EXERCISE REQUIREMENTS: Line by line, retype the data exactly as it is given.

(Stored data)
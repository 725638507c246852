use tracing_subscriber::EnvFilter;

#[derive(clap::Parser)]
#[clap(version, about = "Serve SVG cards of GitHub repositories")]
pub struct Args {
    #[clap(subcommand)]
    pub cmd: Cmd,
}

impl Args {
    pub fn run(self) {
        let res = match self.cmd {
            Cmd::Serve(cmd) => cmd.run(),
        };

        if let Err(err) = res {
            eprintln!("Error: {:?}", err);
            std::process::exit(1);
        }
    }
}

#[derive(clap::Subcommand)]
pub enum Cmd {
    /// Run the HTTP server.
    Serve(CmdServe),
}

#[derive(clap::Parser)]
pub struct CmdServe {
    #[clap(long, env = "PORT", default_value_t = repopin::server::DEFAULT_PORT)]
    port: u16,

    /// Github token to use for Github API requests.
    #[clap(long, env = "GITHUB_TOKEN", hide_env_values = true)]
    github_token: Option<String>,

    /// Base url of the Github REST API.
    #[clap(long, env = "GITHUB_API_URL", default_value = repopin::source::github::DEFAULT_API_URL)]
    github_api_url: String,
}

impl CmdServe {
    #[tokio::main]
    pub async fn run(self) -> Result<(), anyhow::Error> {
        let filter = EnvFilter::try_from_default_env().unwrap_or_else(|_| EnvFilter::new("info"));
        tracing_subscriber::fmt().with_env_filter(filter).init();

        if self.github_token.is_none() {
            tracing::warn!("GITHUB_TOKEN not set, Github API requests are unauthenticated");
        }

        repopin::server::CtxBuilder::new()
            .github_token(self.github_token)
            .github_api_url(self.github_api_url)
            .build()?
            .run_server(self.port)
            .await?;

        Ok(())
    }
}

#[cfg(test)]
mod tests {
    use clap::Parser;

    use super::*;

    #[test]
    fn test_serve_args() {
        let args = Args::try_parse_from([
            "repopin",
            "serve",
            "--port",
            "8080",
            "--github-api-url",
            "http://localhost:9999",
        ])
        .unwrap();

        let Cmd::Serve(cmd) = args.cmd;
        assert_eq!(cmd.port, 8080);
        assert_eq!(cmd.github_api_url, "http://localhost:9999");
    }
}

ANSWER TO THIS EXERCISE:
repository 725638507c246852
use tracing_subscriber::EnvFilter;

#[derive(clap::Parser)]
#[clap(version, about = "Serve SVG cards of GitHub repositories")]
pub struct Args {
    #[clap(subcommand)]
    pub cmd: Cmd,
}

impl Args {
    pub fn run(self) {
        let res = match self.cmd {
            Cmd::Serve(cmd) => cmd.run(),
        };

        if let Err(err) = res {
            eprintln!("Error: {:?}", err);
            std::process::exit(1);
        }
    }
}

#[derive(clap::Subcommand)]
pub enum Cmd {
    /// Run the HTTP server.
    Serve(CmdServe),
}

#[derive(clap::Parser)]
pub struct CmdServe {
    #[clap(long, env = "PORT", default_value_t = repopin::server::DEFAULT_PORT)]
    port: u16,

    /// Github token to use for Github API requests.
    #[clap(long, env = "GITHUB_TOKEN", hide_env_values = true)]
    github_token: Option<String>,

    /// Base url of the Github REST API.
    #[clap(long, env = "GITHUB_API_URL", default_value = repopin::source::github::DEFAULT_API_URL)]
    github_api_url: String,
}

impl CmdServe {
    #[tokio::main]
    pub async fn run(self) -> Result<(), anyhow::Error> {
        let filter = EnvFilter::try_from_default_env().unwrap_or_else(|_| EnvFilter::new("info"));
        tracing_subscriber::fmt().with_env_filter(filter).init();

        if self.github_token.is_none() {
            tracing::warn!("GITHUB_TOKEN not set, Github API requests are unauthenticated");
        }

        repopin::server::CtxBuilder::new()
            .github_token(self.github_token)
            .github_api_url(self.github_api_url)
            .build()?
            .run_server(self.port)
            .await?;

        Ok(())
    }
}

#[cfg(test)]
mod tests {
    use clap::Parser;

    use super::*;

    #[test]
    fn test_serve_args() {
        let args = Args::try_parse_from([
            "repopin",
            "serve",
            "--port",
            "8080",
            "--github-api-url",
            "http://localhost:9999",
        ])
        .unwrap();

        let Cmd::Serve(cmd) = args.cmd;
        assert_eq!(cmd.port, 8080);
        assert_eq!(cmd.github_api_url, "http://localhost:9999");
    }
}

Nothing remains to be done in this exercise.